Christ’s love brings with it knowledge, since it opens our heart to the realization that only in him do we unite ourselves to the source of life, who is the Father. Christ, the Son, abides in the Father’s love because of his complete self-giving and acceptance, the identification of his own will with the Father’s. In Christ we see that identifying oneself with the will of the Father – loving the Father–-is not something foreign to us, but rather the path to truly be ourselves, to achieve our personal fulfillment. Jesus’ words in today’s Gospel tell us that the commandments of the Father are not something foreign to us, something that come from outside, but rather our “spiritual DNA” as it were. They remind us of who we are, what we are made for, what we aspire to.
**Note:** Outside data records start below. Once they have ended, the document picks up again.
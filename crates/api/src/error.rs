//! API error types and handling

use axum::{
    extract::rejection::JsonRejection,
    extract::{FromRequest, Request},
    http::StatusCode,
    response::{IntoResponse, Response},
    Json,
};
use bizos_payments::PaymentError;
use serde_json::json;

/// Application error type
#[derive(Debug, thiserror::Error)]
pub enum ApiError {
    #[error("Invalid request: {0}")]
    InputInvalid(String),
    #[error("Authentication required")]
    Unauthorized,
    #[error("Not found: {0}")]
    NotFound(String),
    #[error("Resource already exists: {0}")]
    Conflict(String),
    #[error("Payment provider error: {0}")]
    UpstreamFailure(String),
    #[error("Not configured: {0}")]
    NotConfigured(String),
    #[error("Internal server error")]
    InternalFailure,
}

impl IntoResponse for ApiError {
    fn into_response(self) -> Response {
        let (status, code, message) = match &self {
            ApiError::InputInvalid(msg) => {
                (StatusCode::BAD_REQUEST, "INVALID_INPUT", msg.clone())
            }
            ApiError::Unauthorized => {
                (StatusCode::UNAUTHORIZED, "UNAUTHORIZED", self.to_string())
            }
            ApiError::NotFound(msg) => (StatusCode::NOT_FOUND, "NOT_FOUND", msg.clone()),
            ApiError::Conflict(msg) => (StatusCode::CONFLICT, "CONFLICT", msg.clone()),
            ApiError::UpstreamFailure(msg) => {
                (StatusCode::BAD_GATEWAY, "UPSTREAM_FAILURE", msg.clone())
            }
            ApiError::NotConfigured(msg) => (
                StatusCode::SERVICE_UNAVAILABLE,
                "NOT_CONFIGURED",
                msg.clone(),
            ),
            ApiError::InternalFailure => (
                StatusCode::INTERNAL_SERVER_ERROR,
                "INTERNAL_ERROR",
                self.to_string(),
            ),
        };

        let body = Json(json!({
            "error": {
                "code": code,
                "message": message,
            }
        }));

        (status, body).into_response()
    }
}

impl From<sqlx::Error> for ApiError {
    fn from(err: sqlx::Error) -> Self {
        tracing::error!(error = %err, "Database error");
        match err {
            sqlx::Error::RowNotFound => ApiError::NotFound("resource".to_string()),
            _ => ApiError::InternalFailure,
        }
    }
}

impl From<PaymentError> for ApiError {
    fn from(err: PaymentError) -> Self {
        match err {
            PaymentError::NotConfigured(key) => {
                ApiError::NotConfigured(format!("payment provider not configured: {key}"))
            }
            PaymentError::Upstream { provider, message } => {
                ApiError::UpstreamFailure(format!("{provider}: {message}"))
            }
            PaymentError::InvalidInput(msg) => ApiError::InputInvalid(msg),
            PaymentError::SignatureInvalid => {
                ApiError::InputInvalid("invalid webhook signature".to_string())
            }
            PaymentError::NotFound(msg) => ApiError::NotFound(msg),
            PaymentError::AlreadyClaimed => {
                ApiError::Conflict("tenant already claimed by another account".to_string())
            }
            PaymentError::AlreadyExists(msg) => ApiError::Conflict(msg),
            PaymentError::SlugExhausted(_)
            | PaymentError::Database(_)
            | PaymentError::Internal(_) => {
                tracing::error!(error = %err, "Payment service failure");
                ApiError::InternalFailure
            }
        }
    }
}

/// Result type alias for API handlers
pub type ApiResult<T> = Result<T, ApiError>;

/// JSON extractor whose rejection is the standard error envelope.
///
/// Axum's `Json` rejects malformed bodies with plain text; every endpoint
/// here must answer with the `{"error": {...}}` shape instead.
#[derive(Debug)]
pub struct AppJson<T>(pub T);

#[axum::async_trait]
impl<S, T> FromRequest<S> for AppJson<T>
where
    Json<T>: FromRequest<S, Rejection = JsonRejection>,
    S: Send + Sync,
{
    type Rejection = ApiError;

    async fn from_request(req: Request, state: &S) -> Result<Self, Self::Rejection> {
        match Json::<T>::from_request(req, state).await {
            Ok(Json(value)) => Ok(AppJson(value)),
            Err(rejection) => Err(ApiError::InputInvalid(rejection.body_text())),
        }
    }
}

#[cfg(test)]
#[allow(clippy::unwrap_used, clippy::expect_used)]
mod tests {
    use super::*;
    use axum::http::StatusCode;

    fn status_of(err: ApiError) -> StatusCode {
        err.into_response().status()
    }

    #[test]
    fn test_error_status_mapping() {
        assert_eq!(
            status_of(ApiError::InputInvalid("bad".into())),
            StatusCode::BAD_REQUEST
        );
        assert_eq!(status_of(ApiError::Unauthorized), StatusCode::UNAUTHORIZED);
        assert_eq!(
            status_of(ApiError::NotFound("booking".into())),
            StatusCode::NOT_FOUND
        );
        assert_eq!(
            status_of(ApiError::UpstreamFailure("stripe: 500".into())),
            StatusCode::BAD_GATEWAY
        );
        assert_eq!(
            status_of(ApiError::NotConfigured("STRIPE_SECRET_KEY".into())),
            StatusCode::SERVICE_UNAVAILABLE
        );
        assert_eq!(
            status_of(ApiError::InternalFailure),
            StatusCode::INTERNAL_SERVER_ERROR
        );
    }

    #[test]
    fn test_payment_errors_map_to_taxonomy() {
        assert!(matches!(
            ApiError::from(PaymentError::NotConfigured("K".into())),
            ApiError::NotConfigured(_)
        ));
        assert!(matches!(
            ApiError::from(PaymentError::upstream("paypal", "boom")),
            ApiError::UpstreamFailure(_)
        ));
        assert!(matches!(
            ApiError::from(PaymentError::SignatureInvalid),
            ApiError::InputInvalid(_)
        ));
        assert!(matches!(
            ApiError::from(PaymentError::AlreadyClaimed),
            ApiError::Conflict(_)
        ));
        assert!(matches!(
            ApiError::from(PaymentError::SlugExhausted(10)),
            ApiError::InternalFailure
        ));
    }

    #[test]
    fn test_internal_errors_do_not_leak_details() {
        let response = ApiError::from(PaymentError::Database("secret dsn".into()));
        assert_eq!(response.to_string(), "Internal server error");
    }

    #[derive(Debug, serde::Deserialize)]
    struct Payload {
        amount: i64,
    }

    fn json_request(body: &'static str) -> Request {
        axum::http::Request::builder()
            .method("POST")
            .header("content-type", "application/json")
            .body(axum::body::Body::from(body))
            .unwrap()
    }

    #[tokio::test]
    async fn test_app_json_extracts_valid_bodies() {
        let AppJson(payload) = AppJson::<Payload>::from_request(
            json_request(r#"{"amount": 4500}"#),
            &(),
        )
        .await
        .unwrap();
        assert_eq!(payload.amount, 4500);
    }

    #[tokio::test]
    async fn test_app_json_rejects_with_error_envelope() {
        let err = AppJson::<Payload>::from_request(json_request("not json"), &())
            .await
            .unwrap_err();
        assert!(matches!(err, ApiError::InputInvalid(_)));
        assert_eq!(err.into_response().status(), StatusCode::BAD_REQUEST);
    }
}
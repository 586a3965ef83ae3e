//! Inbound webhook endpoints.
//!
//! Both handlers acknowledge with 200 once the event is recorded; retries of
//! an already-processed event are absorbed by the `webhook_events` ledger.

use axum::{extract::State, http::HeaderMap, Json};
use bizos_payments::{
    credentials, paypal::PayPalWebhookEvent, StripeClient, StripeConfig,
};
use serde_json::{json, Value};

use crate::{
    error::{ApiError, ApiResult, AppJson},
    state::AppState,
};

/// POST /api/v1/stripe-webhook
///
/// Takes the raw body because signature verification runs over the exact
/// bytes Stripe signed.
pub async fn stripe_webhook(
    State(state): State<AppState>,
    headers: HeaderMap,
    body: String,
) -> ApiResult<Json<Value>> {
    let signature = headers
        .get("stripe-signature")
        .and_then(|v| v.to_str().ok())
        .ok_or_else(|| ApiError::InputInvalid("missing stripe-signature header".into()))?;

    // Platform webhook endpoint: always the platform's own secret.
    let creds = state
        .credentials
        .resolve(
            None,
            &[
                credentials::STRIPE_SECRET_KEY,
                credentials::STRIPE_WEBHOOK_SECRET,
            ],
        )
        .await?;
    let secret_key = creds
        .get(credentials::STRIPE_SECRET_KEY)
        .cloned()
        .unwrap_or_default();
    let webhook_secret = creds
        .get(credentials::STRIPE_WEBHOOK_SECRET)
        .filter(|v| !v.is_empty())
        .cloned()
        .ok_or_else(|| {
            ApiError::NotConfigured("STRIPE_WEBHOOK_SECRET is not configured".into())
        })?;

    let client = StripeClient::new(StripeConfig {
        secret_key,
        webhook_secret,
    });
    let event = client.verify_event(&body, signature)?;

    tracing::info!(event_id = %event.id, event_type = %event.event_type, "Stripe webhook received");
    let tenant_id = state.webhooks.process_stripe_event(&event).await?;

    Ok(Json(json!({ "received": true, "tenant_id": tenant_id })))
}

/// POST /api/v1/paypal-webhook
pub async fn paypal_webhook(
    State(state): State<AppState>,
    AppJson(event): AppJson<PayPalWebhookEvent>,
) -> ApiResult<Json<Value>> {
    tracing::info!(
        event_id = event.id.as_deref().unwrap_or("<none>"),
        event_type = %event.event_type,
        "PayPal webhook received"
    );
    let tenant_id = state.webhooks.process_paypal_event(&event).await?;

    Ok(Json(json!({ "received": true, "tenant_id": tenant_id })))
}
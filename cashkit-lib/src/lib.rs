//! Cashkit custody engine.
//!
//! Local custody for bearer ecash proofs redeemable at cryptographic mints.
//! The crate owns the proof lifecycle state machine (at-most-once spend with
//! crash-safe recovery), coin selection, credential-derived encryption of
//! everything at rest, deterministic-secret counter allocation, and seed
//! recovery. The mint wire protocol and the host's storage are consumed
//! through trait-based dependency injection; this crate holds no ambient
//! state.
//!
//! # Example
//!
//! ```ignore
//! use cashkit_lib::{KeyCustodian, MemorySessionCache, MemoryWalletStore, ProofLedger};
//! use std::sync::Arc;
//!
//! let store = Arc::new(MemoryWalletStore::new());
//! let cache = Arc::new(MemorySessionCache::new());
//! let custodian = Arc::new(KeyCustodian::new(store, cache));
//! let ledger = ProofLedger::new(custodian);
//!
//! let balances = ledger.balance_by_mint().await?;
//! ```

pub mod counters;
pub mod errors;
pub mod keys;
pub mod ledger;
pub mod mint;
pub mod monitor;
pub mod pending;
pub mod proofs;
pub mod restore;
pub mod selection;
pub mod store;
pub mod transactions;
mod types;

/// Mock collaborators for testing.
///
/// This module is only available with the `test-utils` feature or in test builds.
#[cfg(any(test, feature = "test-utils"))]
pub mod test_utils;

pub use counters::{CounterAllocator, KeysetCounters};
pub use errors::CustodyError;
pub use keys::{CryptoError, KeyCustodian, MemorySessionCache, SessionKeyCache, WalletSecurity};
pub use ledger::{PendingResolution, ProofLedger};
pub use mint::{
    KeysetInfo, MeltOutcome, MeltQuote, MeltQuoteState, MintClient, MintQuote, MintSnapshot,
    ProofSpendState, SecretMode, SendOptions, SendOutcome,
};
pub use monitor::LedgerMonitor;
pub use pending::{PendingMintQuote, PendingOutgoingToken, PendingStore};
pub use proofs::{Proof, ProofState, StoredProof};
pub use restore::{
    load_seed, store_seed, RecoveryScanner, RestoreSummary, GAP_LIMIT, RESTORE_BATCH_SIZE,
};
pub use selection::{select, Selection};
pub use store::{record_keys, MemoryWalletStore, WalletStore};
pub use transactions::{Transaction, TransactionKind, TransactionLog, TransactionStatus};
pub use types::{Amount, KeysetId, MintUrl};

/// Common result alias for custody operations.
pub type Result<T> = std::result::Result<T, CustodyError>;
//! Per-keyset deterministic-secret counter allocation.
//!
//! Deterministic secrets are derived from the wallet seed and an
//! incrementing per-keyset index. Reusing an index double-encodes a blinded
//! message, which can let a mint (or an observer) link or reject spends, so
//! reservation is serialized: the counters live in one storage document and
//! every mutation runs under a single global lock over its read-modify-write
//! cycle. No network calls happen inside the critical section.
//!
//! Counters only ever move forward. `set_if_higher` and `merge_taking_max`
//! protect against index reuse across restores and imports.

use crate::store::{record_keys, WalletStore};
use crate::types::KeysetId;
use crate::Result;
use std::collections::BTreeMap;
use std::sync::Arc;
use tokio::sync::Mutex;
use tracing::debug;

/// Mapping from keyset to the next unused deterministic-secret index.
pub type KeysetCounters = BTreeMap<KeysetId, u64>;

/// Serialized access to the keyset counter document.
pub struct CounterAllocator {
    store: Arc<dyn WalletStore>,
    /// One logical lock for the whole document: the backing store has no
    /// atomic per-field update, so per-keyset locks would still race on the
    /// document write.
    lock: Mutex<()>,
}

impl CounterAllocator {
    pub fn new(store: Arc<dyn WalletStore>) -> Self {
        Self {
            store,
            lock: Mutex::new(()),
        }
    }

    async fn load(&self) -> Result<KeysetCounters> {
        match self.store.get(record_keys::KEYSET_COUNTERS).await? {
            Some(bytes) => Ok(serde_json::from_slice(&bytes)?),
            None => Ok(KeysetCounters::new()),
        }
    }

    async fn save(&self, counters: &KeysetCounters) -> Result<()> {
        let bytes = serde_json::to_vec(counters)?;
        self.store.put(record_keys::KEYSET_COUNTERS, &bytes).await
    }

    /// Reserve `count` consecutive indices for a keyset and return the first.
    ///
    /// The returned range `[start, start + count)` is exclusively the
    /// caller's; a failed store write aborts without advancing the counter.
    pub async fn reserve(&self, keyset_id: &KeysetId, count: u64) -> Result<u64> {
        let _guard = self.lock.lock().await;

        let mut counters = self.load().await?;
        let start = counters.get(keyset_id).copied().unwrap_or(0);
        counters.insert(keyset_id.clone(), start + count);
        self.save(&counters).await?;

        debug!(keyset = %keyset_id, start, count, "reserved secret indices");
        Ok(start)
    }

    /// Raise a keyset's counter to `value` if the stored value is lower.
    /// Never decreases.
    pub async fn set_if_higher(&self, keyset_id: &KeysetId, value: u64) -> Result<()> {
        let _guard = self.lock.lock().await;

        let mut counters = self.load().await?;
        let current = counters.get(keyset_id).copied().unwrap_or(0);
        if value > current {
            counters.insert(keyset_id.clone(), value);
            self.save(&counters).await?;
        }
        Ok(())
    }

    /// Merge a counter snapshot, keeping the maximum per keyset.
    /// Used by recovery so a restore can never move a counter backward.
    pub async fn merge_taking_max(&self, incoming: &KeysetCounters) -> Result<()> {
        let _guard = self.lock.lock().await;

        let mut counters = self.load().await?;
        let mut changed = false;
        for (keyset_id, value) in incoming {
            let current = counters.get(keyset_id).copied().unwrap_or(0);
            if *value > current {
                counters.insert(keyset_id.clone(), *value);
                changed = true;
            }
        }
        if changed {
            self.save(&counters).await?;
        }
        Ok(())
    }

    /// Snapshot the current counters.
    pub async fn snapshot(&self) -> Result<KeysetCounters> {
        let _guard = self.lock.lock().await;
        self.load().await
    }
}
The core of our “spiritual DNA” is the commandment to love one another, but with a love whose measure we can only grasp by looking at Christ. Nowadays, the word “love” is used with many different meanings, and its true meaning has been distorted. The love we have known and experienced in Christ is love as a gift, love as self-giving and service. Jesus has looked upon us as the Father looks upon us, and loved us as the Father loves us. He has called us friends. Would that we too had the eagerness to look upon those around us in the same way, to understand ever better what friendship really means. Jesus wants to share with us what he shares with the Father. He opens his heart to us in order to pour his grace into ours. Like the Father, he has looked at us with love before we looked at him. His is a love that “precedes us.” It is the love that first entered our heart at baptism.
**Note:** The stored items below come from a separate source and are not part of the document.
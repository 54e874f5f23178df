//! Core value types shared across the custody engine.

use serde::{Deserialize, Serialize};
use std::fmt;

/// An amount of ecash, in the mint's smallest unit (sats).
///
/// Proof denominations are integral powers of two, so the type wraps a plain
/// `u64` with checked arithmetic. **Never use floating point for amounts.**
#[derive(Debug, Clone, Copy, PartialEq, Eq, PartialOrd, Ord, Hash, Serialize, Deserialize, Default)]
#[serde(transparent)]
pub struct Amount(pub u64);

impl Amount {
    pub const ZERO: Amount = Amount(0);

    /// Create from sats (smallest unit).
    pub fn from_sats(sats: u64) -> Self {
        Self(sats)
    }

    /// Get the value in sats.
    pub fn as_sats(&self) -> u64 {
        self.0
    }

    /// Checked addition (returns None on overflow).
    pub fn checked_add(&self, other: Amount) -> Option<Amount> {
        self.0.checked_add(other.0).map(Amount)
    }

    /// Checked subtraction (returns None on underflow).
    pub fn checked_sub(&self, other: Amount) -> Option<Amount> {
        self.0.checked_sub(other.0).map(Amount)
    }

    /// Subtraction clamped at zero.
    pub fn saturating_sub(&self, other: Amount) -> Amount {
        Amount(self.0.saturating_sub(other.0))
    }

    /// Sum an iterator of amounts, saturating at `u64::MAX`.
    pub fn sum<I: IntoIterator<Item = Amount>>(amounts: I) -> Amount {
        amounts
            .into_iter()
            .fold(Amount::ZERO, |acc, a| Amount(acc.0.saturating_add(a.0)))
    }

    /// Number of power-of-two denominations needed to represent this amount.
    ///
    /// Used to size deterministic-secret counter reservations before a swap.
    pub fn denomination_count(&self) -> u32 {
        self.0.count_ones()
    }

    pub fn is_zero(&self) -> bool {
        self.0 == 0
    }
}

impl fmt::Display for Amount {
    fn fmt(&self, f: &mut fmt::Formatter<'_>) -> fmt::Result {
        write!(f, "{}", self.0)
    }
}

/// The URL identifying a mint, normalized without a trailing slash.
#[derive(Debug, Clone, PartialEq, Eq, PartialOrd, Ord, Hash, Serialize, Deserialize)]
#[serde(transparent)]
pub struct MintUrl(pub String);

impl MintUrl {
    /// Create a normalized mint URL (trailing slashes stripped).
    pub fn new(url: impl Into<String>) -> Self {
        let url: String = url.into();
        Self(url.trim_end_matches('/').to_string())
    }

    pub fn as_str(&self) -> &str {
        &self.0
    }
}

impl fmt::Display for MintUrl {
    fn fmt(&self, f: &mut fmt::Formatter<'_>) -> fmt::Result {
        write!(f, "{}", self.0)
    }
}

impl From<&str> for MintUrl {
    fn from(s: &str) -> Self {
        Self::new(s)
    }
}

/// Identifier of a versioned mint keyset.
#[derive(Debug, Clone, PartialEq, Eq, PartialOrd, Ord, Hash, Serialize, Deserialize)]
#[serde(transparent)]
pub struct KeysetId(pub String);

impl KeysetId {
    pub fn as_str(&self) -> &str {
        &self.0
    }
}

impl fmt::Display for KeysetId {
    fn fmt(&self, f: &mut fmt::Formatter<'_>) -> fmt::Result {
        write!(f, "{}", self.0)
    }
}

impl From<&str> for KeysetId {
    fn from(s: &str) -> Self {
        Self(s.to_string())
    }
}
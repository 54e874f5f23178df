//! Append-only transaction audit log.
//!
//! Every completed or failed operation appends a record. Records are never
//! deleted; the only permitted mutation is the status transition
//! pending → completed | failed. The log is encrypted at rest because
//! failed-send records can embed live bearer tokens.

use crate::keys::KeyCustodian;
use crate::store::record_keys;
use crate::types::{Amount, MintUrl};
use crate::Result;
use serde::{Deserialize, Serialize};
use std::sync::Arc;
use tokio::sync::Mutex;

#[derive(Debug, Clone, Copy, PartialEq, Eq, Serialize, Deserialize)]
#[serde(rename_all = "snake_case")]
pub enum TransactionKind {
    Payment,
    Receive,
}

#[derive(Debug, Clone, Copy, PartialEq, Eq, Serialize, Deserialize)]
#[serde(rename_all = "snake_case")]
pub enum TransactionStatus {
    Pending,
    Completed,
    Failed,
}

/// An immutable audit record of one wallet operation.
#[derive(Debug, Clone, PartialEq, Eq, Serialize, Deserialize)]
pub struct Transaction {
    pub id: String,
    pub kind: TransactionKind,
    pub amount: Amount,
    pub mint_url: MintUrl,
    /// Requesting origin, for payments triggered by a web page.
    #[serde(skip_serializing_if = "Option::is_none")]
    pub origin: Option<String>,
    pub status: TransactionStatus,
    /// The encoded token, kept so a failed send can be retried or refunded.
    #[serde(skip_serializing_if = "Option::is_none")]
    pub token: Option<String>,
    /// Unix epoch seconds.
    pub created_at: i64,
}

impl Transaction {
    pub fn new(kind: TransactionKind, amount: Amount, mint_url: MintUrl) -> Self {
        Self {
            id: uuid::Uuid::new_v4().to_string(),
            kind,
            amount,
            mint_url,
            origin: None,
            status: TransactionStatus::Pending,
            token: None,
            created_at: chrono::Utc::now().timestamp(),
        }
    }

    pub fn with_origin(mut self, origin: impl Into<String>) -> Self {
        self.origin = Some(origin.into());
        self
    }

    pub fn with_token(mut self, token: impl Into<String>) -> Self {
        self.token = Some(token.into());
        self
    }

    pub fn with_status(mut self, status: TransactionStatus) -> Self {
        self.status = status;
        self
    }
}

/// Encrypted, append-only transaction log.
pub struct TransactionLog {
    custodian: Arc<KeyCustodian>,
    lock: Mutex<()>,
}

impl TransactionLog {
    pub fn new(custodian: Arc<KeyCustodian>) -> Self {
        Self {
            custodian,
            lock: Mutex::new(()),
        }
    }

    async fn load(&self) -> Result<Vec<Transaction>> {
        match self
            .custodian
            .load_encrypted(record_keys::TRANSACTIONS)
            .await?
        {
            Some(bytes) => Ok(serde_json::from_slice(&bytes)?),
            None => Ok(Vec::new()),
        }
    }

    async fn save(&self, log: &[Transaction]) -> Result<()> {
        let bytes = serde_json::to_vec(log)?;
        self.custodian
            .store_encrypted(record_keys::TRANSACTIONS, &bytes)
            .await
    }

    /// Append a record and return its id.
    pub async fn append(&self, transaction: Transaction) -> Result<String> {
        let _guard = self.lock.lock().await;
        let id = transaction.id.clone();

        let mut log = self.load().await?;
        log.push(transaction);
        self.save(&log).await?;
        Ok(id)
    }

    /// Transition a pending record to completed or failed. Settled records
    /// are left untouched.
    pub async fn set_status(&self, id: &str, status: TransactionStatus) -> Result<()> {
        let _guard = self.lock.lock().await;

        let mut log = self.load().await?;
        if let Some(tx) = log.iter_mut().find(|t| t.id == id) {
            if tx.status == TransactionStatus::Pending {
                tx.status = status;
                self.save(&log).await?;
            }
        }
        Ok(())
    }

    /// All records, oldest first.
    pub async fn list(&self) -> Result<Vec<Transaction>> {
        self.load().await
    }
}

#[cfg(test)]
mod tests {
    use super::*;
    use crate::keys::MemorySessionCache;
    use crate::store::MemoryWalletStore;

    fn log() -> TransactionLog {
        let store = Arc::new(MemoryWalletStore::new());
        let cache = Arc::new(MemorySessionCache::new());
        TransactionLog::new(Arc::new(KeyCustodian::new(store, cache)))
    }

    fn tx(amount: u64) -> Transaction {
        Transaction::new(
            TransactionKind::Payment,
            Amount::from_sats(amount),
            MintUrl::new("https://mint.a"),
        )
        .with_origin("https://shop.example")
    }

    #[tokio::test]
    async fn test_append_and_list() {
        let log = log();

        log.append(tx(60)).await.unwrap();
        log.append(tx(10)).await.unwrap();

        let entries = log.list().await.unwrap();
        assert_eq!(entries.len(), 2);
        assert_eq!(entries[0].amount, Amount::from_sats(60));
        assert_eq!(entries[0].status, TransactionStatus::Pending);
    }

    #[tokio::test]
    async fn test_status_transition_once() {
        let log = log();
        let id = log.append(tx(60)).await.unwrap();

        log.set_status(&id, TransactionStatus::Failed).await.unwrap();
        // A settled record never transitions again.
        log.set_status(&id, TransactionStatus::Completed)
            .await
            .unwrap();

        let entries = log.list().await.unwrap();
        assert_eq!(entries[0].status, TransactionStatus::Failed);
    }

    #[tokio::test]
    async fn test_failed_records_are_kept() {
        let log = log();
        let id = log.append(tx(60).with_token("cashuB...")).await.unwrap();
        log.set_status(&id, TransactionStatus::Failed).await.unwrap();

        let entries = log.list().await.unwrap();
        assert_eq!(entries.len(), 1);
        assert_eq!(entries[0].token.as_deref(), Some("cashuB..."));
    }
}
What does it mean to say that Christ has chosen us? It means that he has drawn close to us when we were distant. It means that he has come to heal our heart and open up what was closed. We were like a seed incapable of opening itself, incapable of dying in order to give way to the shoot that will never cease growing and strengthening, with a life that will always remain. Only in Christ can we learn what it means to love and to love one another, because in him we have received a light that has illumined us and opened us to others. All Christians are called to be ambassadors of that first love, of Christ’s love, for those around them, establishing God’s Kingdom in their hearts.